Ora, io di mestiere non faccio il critico cinematografico e, forse anche per questo, The Tree of Life mi era pure piaciuto. Sto ragionando di cose non mie. Ma quel confronto tra il film di Malick e quello dei fratelli Coen mi aveva colpito molto. Perché, in soldoni, anche io al tempo avevo avuto la netta sensazione che i due parlassero della stessa cosa. Il crollo dei punti di riferimento (When the truth is found to be lies….), l’evaporazione del padre, il desiderio di essere amati e la consapevolezza che, anche se c’è, l’amore non basta a sostituire le certezze perdute – insomma, l’ingresso nella dimensione post-moderna.

Solo che Malick risolveva la questione della forza (il padre) che crolla e ti si rivolta contro, e dell’amore (la madre) che crolla sotto il crollo, che cede – risolve tutto questo, si diceva, parlando proprio di forza e di amore, «la via della natura, e la via della grazia». I fratelli Coen invece ricostruiscono l’implosione di una piccola comunità ebraica del Minnesota, mettendo in scena un padre di famiglia, un tempo rispettato e ora calpestato-frustrato-derubato, completamente in balìa degli eventi (inclusi quelli atmosferici), che cerca invano il consiglio di un rabbino e viene puntualmente rimbalzato, mentre il figlio comincia a farsi le canne. Alla fine, il più ieratico dei rabbini riceve non il padre di famiglia in disperato bisogno di una guida, bensì il pre-adolescente strafatto. E che gli dice? When the truth is found to be lies/ And all the joy within you dies/ Don’t you want somebody to love. Anche questa è mistica, solo che dietro c’è un processo di fiction, un arco narrativo – insomma una trama che regge le immagini, e non viceversa – che fa di A Serious Man non tanto un film più riuscito di The Tree of Life, quanto un film più completo.

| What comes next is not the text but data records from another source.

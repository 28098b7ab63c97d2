//! Buyer's guide pager.
//!
//! Six fixed sections fetched one at a time. Sections 2 and 3 are gated on
//! a complete profile: navigating there without an email on file parks the
//! request and asks for the progressive profile form, whose submission
//! resumes the parked navigation.

use serde::{Deserialize, Serialize};
use std::collections::BTreeSet;
use std::fmt;

use crate::forms::{FieldErrors, ProfileForm, Validate};
use crate::models::{CategoryScore, Insights, LeadStatus, QuizResult, Sector, SectorText, UserData};

pub const SECTION_COUNT: u8 = 6;
pub const GATED_SECTIONS: [u8; 2] = [2, 3];
pub const EXPORT_FILENAME_FALLBACK: &str = "LED-Buyers-Guide-Summary.pdf";

pub struct GuideSection {
    pub number: u8,
    pub slug: &'static str,
    pub title: &'static str,
    pub headline: SectorText,
    pub key_points: &'static [SectorText],
}

pub static SECTIONS: [GuideSection; 6] = [
    GuideSection {
        number: 1,
        slug: "welcome",
        title: "Your Assessment at a Glance",
        headline: SectorText {
            church: "Where your ministry stands today",
            venue: "Where your venue stands today",
        },
        key_points: &[
            SectorText::same("How your answers compare with similar organizations"),
            SectorText::same("What this guide covers and how to use it"),
        ],
    },
    GuideSection {
        number: 2,
        slug: "market-intelligence",
        title: "Market Intelligence",
        headline: SectorText {
            church: "How churches are adopting LED walls",
            venue: "How venues are monetizing LED displays",
        },
        key_points: &[
            SectorText::same("LED pricing has fallen steadily while brightness has climbed"),
            SectorText {
                church: "Projection struggles in rooms with daylight and high ceilings",
                venue: "Sponsor-ready screens pay for themselves in many venues",
            },
            SectorText::same("Fine-pitch panels now fit viewing distances under ten feet"),
        ],
    },
    GuideSection {
        number: 3,
        slug: "investment",
        title: "Investment Planning",
        headline: SectorText::same("What an LED project really costs"),
        key_points: &[
            SectorText::same("Panel, processing, structure and install each carry their own line"),
            SectorText {
                church: "Capital campaigns, leasing and phased rollouts",
                venue: "Leasing, financing and sponsorship offsets",
            },
            SectorText::same("Total cost of ownership beats projection within a few years"),
        ],
    },
    GuideSection {
        number: 4,
        slug: "technology",
        title: "Technology Essentials",
        headline: SectorText::same("Pixel pitch, brightness and processing explained"),
        key_points: &[
            SectorText::same("Choose pixel pitch from your closest viewing distance"),
            SectorText::same("Brightness in nits matters more than resolution in bright rooms"),
            SectorText::same("Processing and content control decide day-to-day ease of use"),
        ],
    },
    GuideSection {
        number: 5,
        slug: "process",
        title: "Our Process",
        headline: SectorText::same("From site survey to switch-on"),
        key_points: &[
            SectorText::same("Consultation and site survey"),
            SectorText::same("Design, rendering and proposal"),
            SectorText::same("Installation, training and ongoing support"),
        ],
    },
    GuideSection {
        number: 6,
        slug: "summary",
        title: "Your Summary",
        headline: SectorText::same("Everything in one printable page"),
        key_points: &[SectorText::same(
            "Your score, category breakdown and recommended next steps",
        )],
    },
];

pub fn section(number: u8) -> Option<&'static GuideSection> {
    SECTIONS.iter().find(|s| s.number == number)
}

pub fn is_gated(number: u8) -> bool {
    GATED_SECTIONS.contains(&number)
}

#[derive(Debug, Clone, Copy, PartialEq, Eq, Deserialize, Serialize)]
#[serde(rename_all = "snake_case")]
pub enum Direction {
    Next,
    Previous,
}

/// Either a target section or a pager direction.
#[derive(Debug, Clone, Copy, Deserialize)]
#[serde(untagged)]
pub enum NavigateRequest {
    Section { section: u8 },
    Step { direction: Direction },
}

#[derive(Debug, Clone, Copy, PartialEq, Eq, Serialize)]
#[serde(tag = "outcome", rename_all = "snake_case")]
pub enum NavigationOutcome {
    Moved { section: u8 },
    /// Target is already the active section.
    Unchanged { section: u8 },
    ProfileRequired { requested: u8 },
}

#[derive(Debug, Clone, PartialEq, Eq)]
pub enum GuideError {
    UnknownSection(u8),
    AtFirstSection,
    AtLastSection,
    /// Content requested for a gated section before the profile is complete.
    ProfileRequired(u8),
    Validation(FieldErrors),
}

impl fmt::Display for GuideError {
    fn fmt(&self, f: &mut fmt::Formatter<'_>) -> fmt::Result {
        match self {
            GuideError::UnknownSection(n) => write!(f, "section {} does not exist", n),
            GuideError::AtFirstSection => write!(f, "already at the first section"),
            GuideError::AtLastSection => write!(f, "already at the last section"),
            GuideError::ProfileRequired(n) => {
                write!(f, "section {} requires a completed profile", n)
            }
            GuideError::Validation(errors) => {
                write!(f, "invalid profile: {}", errors.field_names().join(", "))
            }
        }
    }
}

impl std::error::Error for GuideError {}

#[derive(Debug, Clone)]
pub struct BuyersGuide {
    active_section: u8,
    completed_sections: BTreeSet<u8>,
    pending_section: Option<u8>,
    profile_prompted: bool,
    user_data: UserData,
}

impl BuyersGuide {
    /// Opens the guide at section 1 with a working copy of the lead's data.
    pub fn new(user_data: UserData) -> Self {
        Self {
            active_section: 1,
            completed_sections: BTreeSet::new(),
            pending_section: None,
            profile_prompted: false,
            user_data,
        }
    }

    pub fn active_section(&self) -> u8 {
        self.active_section
    }

    pub fn completed_sections(&self) -> &BTreeSet<u8> {
        &self.completed_sections
    }

    pub fn pending_section(&self) -> Option<u8> {
        self.pending_section
    }

    pub fn user_data(&self) -> &UserData {
        &self.user_data
    }

    pub fn profile_complete(&self) -> bool {
        self.user_data.has_email()
    }

    pub fn can_go_previous(&self) -> bool {
        self.active_section > 1
    }

    pub fn can_go_next(&self) -> bool {
        self.active_section < SECTION_COUNT
    }

    pub fn navigate(&mut self, target: u8) -> Result<NavigationOutcome, GuideError> {
        if section(target).is_none() {
            return Err(GuideError::UnknownSection(target));
        }
        if target == self.active_section {
            return Ok(NavigationOutcome::Unchanged { section: target });
        }

        if is_gated(target) && !self.profile_complete() {
            tracing::debug!("Section {} gated until profile completes", target);
            self.pending_section = Some(target);
            self.profile_prompted = true;
            return Ok(NavigationOutcome::ProfileRequired { requested: target });
        }

        self.move_to(target);
        Ok(NavigationOutcome::Moved { section: target })
    }

    pub fn step(&mut self, direction: Direction) -> Result<NavigationOutcome, GuideError> {
        match direction {
            Direction::Next if !self.can_go_next() => Err(GuideError::AtLastSection),
            Direction::Previous if !self.can_go_previous() => Err(GuideError::AtFirstSection),
            Direction::Next => self.navigate(self.active_section + 1),
            Direction::Previous => self.navigate(self.active_section - 1),
        }
    }

    pub fn apply(&mut self, request: NavigateRequest) -> Result<NavigationOutcome, GuideError> {
        match request {
            NavigateRequest::Section { section } => self.navigate(section),
            NavigateRequest::Step { direction } => self.step(direction),
        }
    }

    /// Validates and merges the profile form, then resumes any parked
    /// navigation. Returns the section moved to, if any.
    pub fn submit_profile(&mut self, form: ProfileForm) -> Result<Option<u8>, GuideError> {
        form.validate().map_err(GuideError::Validation)?;
        self.user_data.merge(form.into_user_data());

        Ok(self.pending_section.take().map(|target| {
            self.move_to(target);
            target
        }))
    }

    /// Content is only served for sections the lead may currently view.
    pub fn content(&self, number: u8, sector: Sector) -> Result<SectionContent, GuideError> {
        let section = section(number).ok_or(GuideError::UnknownSection(number))?;
        if is_gated(number) && !self.profile_complete() {
            return Err(GuideError::ProfileRequired(number));
        }
        Ok(SectionContent::render(section, sector))
    }

    fn move_to(&mut self, target: u8) {
        if target != self.active_section {
            self.completed_sections.insert(self.active_section);
        }
        self.active_section = target;
        self.pending_section = None;
    }

    pub fn view(&self) -> GuideView {
        GuideView {
            active_section: self.active_section,
            completed_sections: self.completed_sections.iter().copied().collect(),
            profile_complete: self.profile_complete(),
            profile_prompted: self.profile_prompted,
            pending_section: self.pending_section,
            can_go_previous: self.can_go_previous(),
            can_go_next: self.can_go_next(),
            sections: SECTIONS
                .iter()
                .map(|s| SectionEntry {
                    number: s.number,
                    slug: s.slug,
                    title: s.title,
                    gated: is_gated(s.number) && !self.profile_complete(),
                })
                .collect(),
            user_data: self.user_data.clone(),
        }
    }
}

// ============ Views ============

#[derive(Debug, Clone, Serialize)]
pub struct SectionEntry {
    pub number: u8,
    pub slug: &'static str,
    pub title: &'static str,
    pub gated: bool,
}

#[derive(Debug, Clone, Serialize)]
pub struct GuideView {
    pub active_section: u8,
    pub completed_sections: Vec<u8>,
    pub profile_complete: bool,
    pub profile_prompted: bool,
    pub pending_section: Option<u8>,
    pub can_go_previous: bool,
    pub can_go_next: bool,
    pub sections: Vec<SectionEntry>,
    pub user_data: UserData,
}

#[derive(Debug, Clone, Serialize)]
pub struct SectionContent {
    pub number: u8,
    pub slug: &'static str,
    pub title: &'static str,
    pub headline: &'static str,
    pub key_points: Vec<&'static str>,
}

impl SectionContent {
    fn render(section: &GuideSection, sector: Sector) -> Self {
        Self {
            number: section.number,
            slug: section.slug,
            title: section.title,
            headline: section.headline.get(sector),
            key_points: section.key_points.iter().map(|p| p.get(sector)).collect(),
        }
    }
}

/// Data behind the printable summary section.
#[derive(Debug, Clone, Serialize)]
pub struct GuideSummary {
    pub name: Option<String>,
    pub organization: Option<String>,
    pub location: Option<String>,
    pub sector: Sector,
    pub score: u32,
    pub max_score: u32,
    pub score_percentage: u32,
    pub lead_status: LeadStatus,
    pub category_breakdown: Vec<CategoryScore>,
    pub insights: Option<Insights>,
    pub completed_sections: Vec<u8>,
    pub export_filename: String,
}

impl GuideSummary {
    /// Builds the summary from the result plus the guide's newer user data.
    pub fn build(result: &QuizResult, guide: &BuyersGuide, sector: Sector) -> Self {
        let mut user_data = result.user_data.clone();
        user_data.merge(guide.user_data().clone());

        let location = match (user_data.city.as_deref(), user_data.state.as_deref()) {
            (Some(city), Some(state)) => Some(format!("{}, {}", city, state)),
            (Some(one), None) | (None, Some(one)) => Some(one.to_string()),
            (None, None) => None,
        };

        Self {
            name: user_data.full_name(),
            organization: user_data.organization.clone(),
            location,
            sector,
            score: result.score,
            max_score: result.max_score,
            score_percentage: result.score_percentage,
            lead_status: result.lead_status,
            category_breakdown: result.category_breakdown.clone(),
            insights: result.insights.clone(),
            completed_sections: guide.completed_sections().iter().copied().collect(),
            export_filename: export_filename(&user_data),
        }
    }

    /// Plain-text rendering for printing.
    pub fn render_text(&self) -> String {
        let mut out = String::new();

        out.push_str("LED Display Buyer's Guide - Summary\n\n");
        if let Some(name) = &self.name {
            out.push_str(&format!("Prepared for: {}\n", name));
        }
        if let Some(org) = &self.organization {
            out.push_str(&format!("Organization: {}\n", org));
        }
        if let Some(location) = &self.location {
            out.push_str(&format!("Location: {}\n", location));
        }
        out.push_str(&format!("Sector: {}\n\n", self.sector.label()));

        out.push_str(&format!(
            "Readiness score: {}/{} ({}%) - {}\n",
            self.score,
            self.max_score,
            self.score_percentage,
            self.lead_status.as_str().to_uppercase()
        ));
        for category in &self.category_breakdown {
            out.push_str(&format!(
                "  {}: {}/{}\n",
                category.category, category.points, category.max_points
            ));
        }

        if let Some(insights) = &self.insights {
            out.push_str(&format!("\n{}\n\nNext steps:\n", insights.summary));
            for (i, step) in insights.actionable_steps.iter().enumerate() {
                out.push_str(&format!("  {}. {}\n", i + 1, step));
            }
        }

        out
    }
}

/// PDF filename from the lead's last name, or a fixed fallback.
pub fn export_filename(user_data: &UserData) -> String {
    let last_name: String = user_data
        .last_name
        .as_deref()
        .unwrap_or("")
        .chars()
        .filter(|c| c.is_alphanumeric() || *c == '-')
        .collect();

    if last_name.is_empty() {
        EXPORT_FILENAME_FALLBACK.to_string()
    } else {
        format!("LED-Buyers-Guide-{}.pdf", last_name)
    }
}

L’esperienza umana passa prima di tutto da una costruzione di trama. La memoria, così come l’intendiamo comunemente, è una memoria narrativa. È ciò che, per dire, separa la vita prima e dopo i tre anni di età. Quasi nessuno di noi ha ricordi che risalgono a prima dei tre anni, seppure i bambini piccoli siano capaci di ricordare “cose” – un suono, un colore, l’odore del latte materno. Ma questi “ricordi” restano dei flash privi di una coerenza narrativa, perché risalgono a una fase in cui non è ancora formata la coscienza di sé, e dunque dell’altro, del non-qui e non-ora.

Carly Simon, la cantautrice americana che fu la moglie di James Taylor, idealizzava l’infanzia come l’età in cui le cose avevano un nome. Invece, temo, dare un nome e una forma alle cose, trasformare gli eventi in trama, è una conquista. Rinunciarvi sarebbe un gran peccato.